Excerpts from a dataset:
==============================

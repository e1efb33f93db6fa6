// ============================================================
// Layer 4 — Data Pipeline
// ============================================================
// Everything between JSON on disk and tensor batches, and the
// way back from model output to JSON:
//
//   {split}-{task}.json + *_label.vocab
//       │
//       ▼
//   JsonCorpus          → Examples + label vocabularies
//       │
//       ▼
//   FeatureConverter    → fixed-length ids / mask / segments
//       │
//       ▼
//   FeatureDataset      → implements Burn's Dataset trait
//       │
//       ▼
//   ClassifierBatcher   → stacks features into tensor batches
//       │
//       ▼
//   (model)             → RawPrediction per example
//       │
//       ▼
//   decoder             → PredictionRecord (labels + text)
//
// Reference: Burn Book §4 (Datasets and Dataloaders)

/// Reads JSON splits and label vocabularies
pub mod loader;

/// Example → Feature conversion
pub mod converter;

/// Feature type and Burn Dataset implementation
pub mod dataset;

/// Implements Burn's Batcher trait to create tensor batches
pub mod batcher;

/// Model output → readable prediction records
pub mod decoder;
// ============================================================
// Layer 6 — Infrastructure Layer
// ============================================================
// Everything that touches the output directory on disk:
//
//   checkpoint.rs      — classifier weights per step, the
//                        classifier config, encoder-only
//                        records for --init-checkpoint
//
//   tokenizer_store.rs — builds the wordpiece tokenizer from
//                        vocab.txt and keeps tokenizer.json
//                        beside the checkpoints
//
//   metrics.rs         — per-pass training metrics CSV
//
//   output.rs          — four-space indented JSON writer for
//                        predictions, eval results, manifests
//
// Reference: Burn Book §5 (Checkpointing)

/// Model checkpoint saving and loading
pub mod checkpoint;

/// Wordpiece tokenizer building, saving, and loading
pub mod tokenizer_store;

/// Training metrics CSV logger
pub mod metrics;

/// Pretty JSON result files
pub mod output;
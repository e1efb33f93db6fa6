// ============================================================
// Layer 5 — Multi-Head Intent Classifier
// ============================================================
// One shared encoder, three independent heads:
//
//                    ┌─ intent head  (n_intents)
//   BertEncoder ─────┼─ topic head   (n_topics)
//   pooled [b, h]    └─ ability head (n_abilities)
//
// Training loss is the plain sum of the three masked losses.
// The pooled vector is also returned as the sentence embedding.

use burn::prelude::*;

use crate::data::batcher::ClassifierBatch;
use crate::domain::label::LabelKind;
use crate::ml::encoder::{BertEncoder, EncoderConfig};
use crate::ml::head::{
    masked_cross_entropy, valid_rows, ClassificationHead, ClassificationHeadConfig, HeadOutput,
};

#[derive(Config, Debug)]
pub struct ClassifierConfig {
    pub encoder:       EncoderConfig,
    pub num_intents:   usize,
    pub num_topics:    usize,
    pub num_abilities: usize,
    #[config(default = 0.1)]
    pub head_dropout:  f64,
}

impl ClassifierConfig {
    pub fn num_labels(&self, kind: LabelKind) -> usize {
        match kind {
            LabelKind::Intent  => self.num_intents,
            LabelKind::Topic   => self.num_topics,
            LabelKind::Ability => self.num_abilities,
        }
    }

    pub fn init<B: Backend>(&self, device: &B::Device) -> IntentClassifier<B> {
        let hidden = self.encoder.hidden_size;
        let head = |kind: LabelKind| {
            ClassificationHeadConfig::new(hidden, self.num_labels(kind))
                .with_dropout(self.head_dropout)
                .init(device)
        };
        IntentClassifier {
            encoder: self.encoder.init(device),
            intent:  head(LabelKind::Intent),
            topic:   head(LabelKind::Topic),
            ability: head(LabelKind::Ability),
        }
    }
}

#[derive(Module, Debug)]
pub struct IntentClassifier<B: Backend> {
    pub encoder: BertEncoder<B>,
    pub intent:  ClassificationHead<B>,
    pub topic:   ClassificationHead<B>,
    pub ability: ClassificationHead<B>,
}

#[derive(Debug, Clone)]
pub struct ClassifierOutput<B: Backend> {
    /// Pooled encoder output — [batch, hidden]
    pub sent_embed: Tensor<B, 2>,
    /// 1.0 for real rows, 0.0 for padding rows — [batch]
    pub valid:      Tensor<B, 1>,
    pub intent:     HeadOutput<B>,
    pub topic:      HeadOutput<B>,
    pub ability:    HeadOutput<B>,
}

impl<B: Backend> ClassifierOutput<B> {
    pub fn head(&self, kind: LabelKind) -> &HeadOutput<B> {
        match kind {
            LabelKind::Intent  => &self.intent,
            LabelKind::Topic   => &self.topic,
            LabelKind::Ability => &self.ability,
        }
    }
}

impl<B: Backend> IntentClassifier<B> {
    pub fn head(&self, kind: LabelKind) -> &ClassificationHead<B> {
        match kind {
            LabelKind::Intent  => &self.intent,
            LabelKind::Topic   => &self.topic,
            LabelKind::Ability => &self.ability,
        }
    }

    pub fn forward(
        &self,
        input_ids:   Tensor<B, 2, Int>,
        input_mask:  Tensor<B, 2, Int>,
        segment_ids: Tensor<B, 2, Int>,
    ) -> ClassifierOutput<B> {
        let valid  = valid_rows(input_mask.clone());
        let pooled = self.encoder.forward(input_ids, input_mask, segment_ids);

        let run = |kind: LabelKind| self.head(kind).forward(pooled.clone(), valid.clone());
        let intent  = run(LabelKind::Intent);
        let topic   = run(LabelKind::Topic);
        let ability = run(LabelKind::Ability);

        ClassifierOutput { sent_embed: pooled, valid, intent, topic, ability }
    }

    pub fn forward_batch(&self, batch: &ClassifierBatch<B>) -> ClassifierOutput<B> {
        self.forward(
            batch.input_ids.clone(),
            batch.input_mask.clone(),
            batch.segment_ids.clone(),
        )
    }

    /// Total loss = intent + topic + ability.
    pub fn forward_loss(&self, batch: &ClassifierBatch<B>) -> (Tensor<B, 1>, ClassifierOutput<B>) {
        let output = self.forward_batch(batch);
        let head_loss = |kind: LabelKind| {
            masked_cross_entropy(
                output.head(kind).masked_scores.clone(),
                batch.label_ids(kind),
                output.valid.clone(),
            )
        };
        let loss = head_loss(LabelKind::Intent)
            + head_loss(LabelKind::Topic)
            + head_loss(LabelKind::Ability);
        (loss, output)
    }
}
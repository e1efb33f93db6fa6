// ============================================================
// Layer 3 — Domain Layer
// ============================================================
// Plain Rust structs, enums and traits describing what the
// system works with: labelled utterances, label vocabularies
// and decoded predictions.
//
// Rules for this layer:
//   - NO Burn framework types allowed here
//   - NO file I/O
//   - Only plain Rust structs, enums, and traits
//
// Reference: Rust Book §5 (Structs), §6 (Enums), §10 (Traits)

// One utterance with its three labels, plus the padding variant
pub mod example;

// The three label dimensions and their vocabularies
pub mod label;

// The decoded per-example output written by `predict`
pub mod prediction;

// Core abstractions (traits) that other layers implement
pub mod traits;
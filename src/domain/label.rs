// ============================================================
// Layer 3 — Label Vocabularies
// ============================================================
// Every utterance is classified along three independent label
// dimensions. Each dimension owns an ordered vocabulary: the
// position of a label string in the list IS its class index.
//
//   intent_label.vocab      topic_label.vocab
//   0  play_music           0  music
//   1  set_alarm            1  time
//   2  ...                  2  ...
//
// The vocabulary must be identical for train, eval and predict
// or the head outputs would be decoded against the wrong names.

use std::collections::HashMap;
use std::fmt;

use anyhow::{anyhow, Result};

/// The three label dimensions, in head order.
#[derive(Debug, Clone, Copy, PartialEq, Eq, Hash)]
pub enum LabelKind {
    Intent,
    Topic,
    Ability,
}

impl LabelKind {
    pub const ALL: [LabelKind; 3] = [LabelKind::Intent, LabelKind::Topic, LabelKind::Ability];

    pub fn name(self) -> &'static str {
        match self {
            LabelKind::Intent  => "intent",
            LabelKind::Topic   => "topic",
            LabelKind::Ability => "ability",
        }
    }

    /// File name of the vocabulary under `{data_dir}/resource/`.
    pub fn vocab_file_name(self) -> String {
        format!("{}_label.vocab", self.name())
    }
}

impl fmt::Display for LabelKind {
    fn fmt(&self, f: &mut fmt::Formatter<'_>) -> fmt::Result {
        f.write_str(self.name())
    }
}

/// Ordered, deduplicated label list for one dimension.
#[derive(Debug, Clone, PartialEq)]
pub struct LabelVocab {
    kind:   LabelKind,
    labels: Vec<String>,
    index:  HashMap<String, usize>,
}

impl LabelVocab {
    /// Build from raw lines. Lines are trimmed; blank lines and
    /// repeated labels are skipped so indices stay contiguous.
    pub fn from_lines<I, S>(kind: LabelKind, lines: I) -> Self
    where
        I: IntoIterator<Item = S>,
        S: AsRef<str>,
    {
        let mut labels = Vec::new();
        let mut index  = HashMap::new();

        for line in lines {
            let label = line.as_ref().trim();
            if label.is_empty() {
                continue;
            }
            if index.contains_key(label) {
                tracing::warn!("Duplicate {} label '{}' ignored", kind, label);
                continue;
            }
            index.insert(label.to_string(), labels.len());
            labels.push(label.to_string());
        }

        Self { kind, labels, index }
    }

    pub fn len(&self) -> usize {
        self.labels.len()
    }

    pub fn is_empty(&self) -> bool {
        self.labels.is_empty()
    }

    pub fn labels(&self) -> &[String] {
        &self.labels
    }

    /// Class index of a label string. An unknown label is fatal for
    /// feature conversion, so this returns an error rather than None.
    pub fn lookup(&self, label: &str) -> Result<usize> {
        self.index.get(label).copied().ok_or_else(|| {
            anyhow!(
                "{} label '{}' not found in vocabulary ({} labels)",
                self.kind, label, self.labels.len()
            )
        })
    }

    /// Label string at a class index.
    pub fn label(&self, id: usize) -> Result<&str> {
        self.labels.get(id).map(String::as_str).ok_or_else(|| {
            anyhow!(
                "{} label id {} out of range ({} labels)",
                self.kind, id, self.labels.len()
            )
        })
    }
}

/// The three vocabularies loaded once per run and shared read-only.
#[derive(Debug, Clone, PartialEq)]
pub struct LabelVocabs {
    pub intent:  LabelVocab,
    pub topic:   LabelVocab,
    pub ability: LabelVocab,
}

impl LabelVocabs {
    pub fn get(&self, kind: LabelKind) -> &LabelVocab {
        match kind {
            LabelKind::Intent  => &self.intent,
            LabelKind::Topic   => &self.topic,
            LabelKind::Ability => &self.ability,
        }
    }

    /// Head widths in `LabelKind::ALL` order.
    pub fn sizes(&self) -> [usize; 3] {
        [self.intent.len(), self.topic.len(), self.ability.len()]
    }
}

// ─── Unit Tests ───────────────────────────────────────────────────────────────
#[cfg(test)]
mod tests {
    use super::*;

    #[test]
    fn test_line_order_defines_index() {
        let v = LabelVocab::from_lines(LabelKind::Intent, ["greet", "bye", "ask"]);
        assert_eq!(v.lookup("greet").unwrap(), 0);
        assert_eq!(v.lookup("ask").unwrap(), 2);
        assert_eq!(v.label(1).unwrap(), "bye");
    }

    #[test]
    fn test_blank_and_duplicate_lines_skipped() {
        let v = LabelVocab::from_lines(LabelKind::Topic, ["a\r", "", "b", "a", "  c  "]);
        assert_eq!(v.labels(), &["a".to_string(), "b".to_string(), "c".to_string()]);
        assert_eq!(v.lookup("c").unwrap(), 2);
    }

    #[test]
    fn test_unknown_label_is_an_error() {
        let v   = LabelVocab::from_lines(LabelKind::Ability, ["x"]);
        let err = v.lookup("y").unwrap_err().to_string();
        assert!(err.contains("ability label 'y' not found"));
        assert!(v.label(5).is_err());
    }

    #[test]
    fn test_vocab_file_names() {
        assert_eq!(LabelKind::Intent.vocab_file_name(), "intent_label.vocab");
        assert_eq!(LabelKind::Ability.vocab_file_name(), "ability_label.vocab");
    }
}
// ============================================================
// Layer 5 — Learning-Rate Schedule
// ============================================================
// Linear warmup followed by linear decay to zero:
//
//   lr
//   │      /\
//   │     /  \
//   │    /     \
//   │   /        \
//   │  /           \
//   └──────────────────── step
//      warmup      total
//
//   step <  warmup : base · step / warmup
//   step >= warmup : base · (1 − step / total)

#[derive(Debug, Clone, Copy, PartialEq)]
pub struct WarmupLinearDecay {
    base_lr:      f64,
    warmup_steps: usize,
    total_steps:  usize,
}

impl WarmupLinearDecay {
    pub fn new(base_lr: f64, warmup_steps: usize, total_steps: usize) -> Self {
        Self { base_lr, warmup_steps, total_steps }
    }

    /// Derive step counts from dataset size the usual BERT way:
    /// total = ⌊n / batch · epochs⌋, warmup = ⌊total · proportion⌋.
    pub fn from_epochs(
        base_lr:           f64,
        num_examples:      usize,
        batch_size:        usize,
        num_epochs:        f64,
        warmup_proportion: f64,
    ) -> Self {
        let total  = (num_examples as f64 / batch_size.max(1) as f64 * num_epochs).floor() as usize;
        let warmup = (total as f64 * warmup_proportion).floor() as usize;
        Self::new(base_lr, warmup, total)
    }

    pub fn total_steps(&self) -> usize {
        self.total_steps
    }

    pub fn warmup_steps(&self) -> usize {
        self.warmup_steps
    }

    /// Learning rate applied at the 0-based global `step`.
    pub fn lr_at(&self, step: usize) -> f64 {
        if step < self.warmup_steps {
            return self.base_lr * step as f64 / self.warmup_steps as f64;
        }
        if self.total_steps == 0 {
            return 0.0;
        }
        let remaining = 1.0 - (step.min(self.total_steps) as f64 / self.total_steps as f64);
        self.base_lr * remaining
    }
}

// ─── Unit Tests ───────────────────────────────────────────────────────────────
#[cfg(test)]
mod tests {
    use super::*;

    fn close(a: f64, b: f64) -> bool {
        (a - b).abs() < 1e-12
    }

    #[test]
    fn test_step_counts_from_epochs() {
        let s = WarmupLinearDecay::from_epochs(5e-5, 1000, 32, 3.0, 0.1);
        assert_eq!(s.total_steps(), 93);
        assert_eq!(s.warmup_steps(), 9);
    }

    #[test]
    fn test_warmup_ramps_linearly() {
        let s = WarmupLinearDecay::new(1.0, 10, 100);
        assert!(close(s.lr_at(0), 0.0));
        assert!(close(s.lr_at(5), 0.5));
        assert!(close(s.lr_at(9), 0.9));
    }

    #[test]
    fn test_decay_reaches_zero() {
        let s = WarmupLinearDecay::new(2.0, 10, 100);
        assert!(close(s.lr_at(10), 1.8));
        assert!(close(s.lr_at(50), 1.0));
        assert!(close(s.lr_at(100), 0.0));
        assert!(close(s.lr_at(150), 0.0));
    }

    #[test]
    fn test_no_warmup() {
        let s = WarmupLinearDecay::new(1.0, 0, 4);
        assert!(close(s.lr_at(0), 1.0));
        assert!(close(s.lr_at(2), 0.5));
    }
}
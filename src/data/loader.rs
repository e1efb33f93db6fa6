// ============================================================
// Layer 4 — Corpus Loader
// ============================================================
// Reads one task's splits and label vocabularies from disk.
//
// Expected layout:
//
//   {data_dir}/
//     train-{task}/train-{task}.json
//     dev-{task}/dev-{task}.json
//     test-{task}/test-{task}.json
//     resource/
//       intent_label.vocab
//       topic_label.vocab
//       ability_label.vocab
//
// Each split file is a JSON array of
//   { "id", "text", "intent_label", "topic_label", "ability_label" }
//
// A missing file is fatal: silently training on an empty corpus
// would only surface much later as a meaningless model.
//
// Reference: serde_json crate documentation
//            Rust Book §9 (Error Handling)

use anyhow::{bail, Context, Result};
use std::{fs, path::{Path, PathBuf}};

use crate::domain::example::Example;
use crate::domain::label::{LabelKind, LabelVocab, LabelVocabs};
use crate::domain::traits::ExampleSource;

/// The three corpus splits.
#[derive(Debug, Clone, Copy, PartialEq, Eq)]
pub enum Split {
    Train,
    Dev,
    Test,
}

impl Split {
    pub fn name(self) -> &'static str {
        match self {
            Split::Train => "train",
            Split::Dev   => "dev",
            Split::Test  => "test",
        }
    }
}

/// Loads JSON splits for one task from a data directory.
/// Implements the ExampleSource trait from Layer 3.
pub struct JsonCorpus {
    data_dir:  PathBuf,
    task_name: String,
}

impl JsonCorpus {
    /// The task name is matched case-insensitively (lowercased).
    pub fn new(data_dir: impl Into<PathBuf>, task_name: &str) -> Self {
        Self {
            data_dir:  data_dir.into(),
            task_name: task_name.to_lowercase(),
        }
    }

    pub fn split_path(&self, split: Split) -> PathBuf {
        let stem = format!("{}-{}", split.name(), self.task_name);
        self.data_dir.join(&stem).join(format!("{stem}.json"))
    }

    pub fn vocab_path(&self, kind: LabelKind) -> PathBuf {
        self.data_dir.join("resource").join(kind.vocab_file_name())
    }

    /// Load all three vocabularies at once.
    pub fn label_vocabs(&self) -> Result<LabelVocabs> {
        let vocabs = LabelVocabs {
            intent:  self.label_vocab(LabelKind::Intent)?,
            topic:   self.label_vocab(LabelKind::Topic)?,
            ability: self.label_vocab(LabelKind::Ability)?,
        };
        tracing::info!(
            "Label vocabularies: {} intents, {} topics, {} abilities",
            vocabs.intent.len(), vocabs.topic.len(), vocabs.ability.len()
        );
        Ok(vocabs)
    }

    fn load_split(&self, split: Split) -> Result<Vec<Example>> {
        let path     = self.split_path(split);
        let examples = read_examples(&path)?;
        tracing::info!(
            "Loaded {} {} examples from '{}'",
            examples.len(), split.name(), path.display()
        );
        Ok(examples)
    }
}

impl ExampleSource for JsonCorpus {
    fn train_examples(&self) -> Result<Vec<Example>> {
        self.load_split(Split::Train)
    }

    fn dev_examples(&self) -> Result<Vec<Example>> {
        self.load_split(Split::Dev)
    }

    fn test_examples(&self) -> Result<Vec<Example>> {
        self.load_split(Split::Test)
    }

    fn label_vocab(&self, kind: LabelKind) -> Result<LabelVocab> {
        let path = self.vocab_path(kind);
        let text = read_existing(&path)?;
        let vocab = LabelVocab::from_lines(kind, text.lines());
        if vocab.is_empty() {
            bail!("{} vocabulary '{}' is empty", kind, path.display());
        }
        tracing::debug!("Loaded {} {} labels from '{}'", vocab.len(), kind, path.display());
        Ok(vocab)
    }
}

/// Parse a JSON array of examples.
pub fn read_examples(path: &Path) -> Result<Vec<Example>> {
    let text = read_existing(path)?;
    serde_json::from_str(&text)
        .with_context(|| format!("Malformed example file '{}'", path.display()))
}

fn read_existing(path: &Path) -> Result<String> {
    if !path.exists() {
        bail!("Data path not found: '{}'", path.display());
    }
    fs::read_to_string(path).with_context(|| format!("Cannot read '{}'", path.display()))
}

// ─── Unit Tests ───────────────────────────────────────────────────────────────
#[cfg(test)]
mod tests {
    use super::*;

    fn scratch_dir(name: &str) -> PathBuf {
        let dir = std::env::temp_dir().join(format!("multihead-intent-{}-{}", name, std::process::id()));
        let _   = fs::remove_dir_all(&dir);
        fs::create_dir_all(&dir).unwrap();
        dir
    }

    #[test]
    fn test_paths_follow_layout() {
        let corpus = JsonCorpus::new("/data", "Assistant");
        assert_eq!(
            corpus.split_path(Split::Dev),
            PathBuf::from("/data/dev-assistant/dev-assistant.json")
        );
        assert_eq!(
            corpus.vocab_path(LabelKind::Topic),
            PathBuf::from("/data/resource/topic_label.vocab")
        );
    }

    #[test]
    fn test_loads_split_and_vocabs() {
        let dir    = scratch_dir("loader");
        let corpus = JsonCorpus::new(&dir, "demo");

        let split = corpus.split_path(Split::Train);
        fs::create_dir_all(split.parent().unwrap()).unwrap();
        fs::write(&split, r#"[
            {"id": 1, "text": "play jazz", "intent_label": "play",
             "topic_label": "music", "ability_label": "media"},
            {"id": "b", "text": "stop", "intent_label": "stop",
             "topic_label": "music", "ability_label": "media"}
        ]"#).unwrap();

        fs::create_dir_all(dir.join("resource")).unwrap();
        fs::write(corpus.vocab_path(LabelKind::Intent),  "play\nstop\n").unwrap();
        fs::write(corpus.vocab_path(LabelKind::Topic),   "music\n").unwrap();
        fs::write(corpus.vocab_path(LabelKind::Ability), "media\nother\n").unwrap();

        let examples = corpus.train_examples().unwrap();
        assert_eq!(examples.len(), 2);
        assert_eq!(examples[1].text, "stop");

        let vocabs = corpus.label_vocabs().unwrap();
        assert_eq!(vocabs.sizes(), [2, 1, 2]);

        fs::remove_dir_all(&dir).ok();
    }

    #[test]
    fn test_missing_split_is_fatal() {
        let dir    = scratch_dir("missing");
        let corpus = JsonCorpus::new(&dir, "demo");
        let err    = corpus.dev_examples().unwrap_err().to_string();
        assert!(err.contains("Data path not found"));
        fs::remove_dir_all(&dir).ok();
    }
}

==============================

Wherever the word "sizes" appears in the data, return the whole line.

    pub fn sizes(&self) -> [usize; 3] {
        assert_eq!(vocabs.sizes(), [2, 1, 2]);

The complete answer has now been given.